After losing almost 50% of its value in 2021—amid intensifying regulatory pressures and concerns around slowing growth—shares in the Chinese tech giant have climbed more than 9% since the start of 2022. That surge comes even as peers in U.S. tech have tumbled alongside rising bond yields and indications of tightening monetary policy.

That outperformance was on track to continue Friday, with the U.S.-listed stock of Alibaba (ticker: BABA) finishing up 2.5%. The company’s Hong Kong-listed shares (9988.H.K.) surged 6.5% in Asian trading.

Danny Law, an analyst at Guotai Junan Securities—one of China’s biggest investment banks—told Barron’s he sees five factors behind the recent turnaround for Alibaba. In short, investors are buying the stock because it may have finally hit rock bottom.

Current valuation is the first reason cited by Law for Alibaba’s recent outperformance. It’s looking cheap, especially because the company is a clear market leader in Chinese e-commerce.

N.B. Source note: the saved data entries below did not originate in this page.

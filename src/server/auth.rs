//! Announcement authorization
//!
//! Only one sender may create announcements. The check is a trait so the
//! policy can be swapped (or faked in tests); the default compares the
//! peer's IP with a single configured address.

use std::net::{IpAddr, SocketAddr};

/// Decides whether a peer may create announcements
pub trait Authorizer: Send + Sync {
    fn may_announce(&self, peer: &SocketAddr) -> bool;
}

/// Allows exactly one IP address, on any port
#[derive(Debug, Clone, Copy, PartialEq, Eq)]
pub struct PrivilegedAddress(pub IpAddr);

impl Authorizer for PrivilegedAddress {
    fn may_announce(&self, peer: &SocketAddr) -> bool {
        peer.ip() == self.0
    }
}

impl<F> Authorizer for F
where
    F: Fn(&SocketAddr) -> bool + Send + Sync,
{
    fn may_announce(&self, peer: &SocketAddr) -> bool {
        self(peer)
    }
}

Sentiment around valuation in Chinese equities more broadly has been echoed by strategists at Goldman Sachs. “Are valuations really attractive? Yes,” wrote a group led by Kinger Lau in a report. “Index valuations (12x) are at recent-year lows and at significant discounts to global equities.”

Law also said that the move into Alibaba by high-profile fund managers—like

Berkshire Hathaway

(BRK.A and BRK.B) Vice Chair Charlie Munger—was catching the eye of other investors, who were following suit. Munger’s Daily Journal (DJCO) recently doubled down on Alibaba stock for the second quarter.

The regulatory picture, which dogged Alibaba last year, also seems to be getting clearer, Law said. Alibaba and other Chinese tech giants found themselves on the wrong side of regulators as President Xi Jinping tightened his control over China’s…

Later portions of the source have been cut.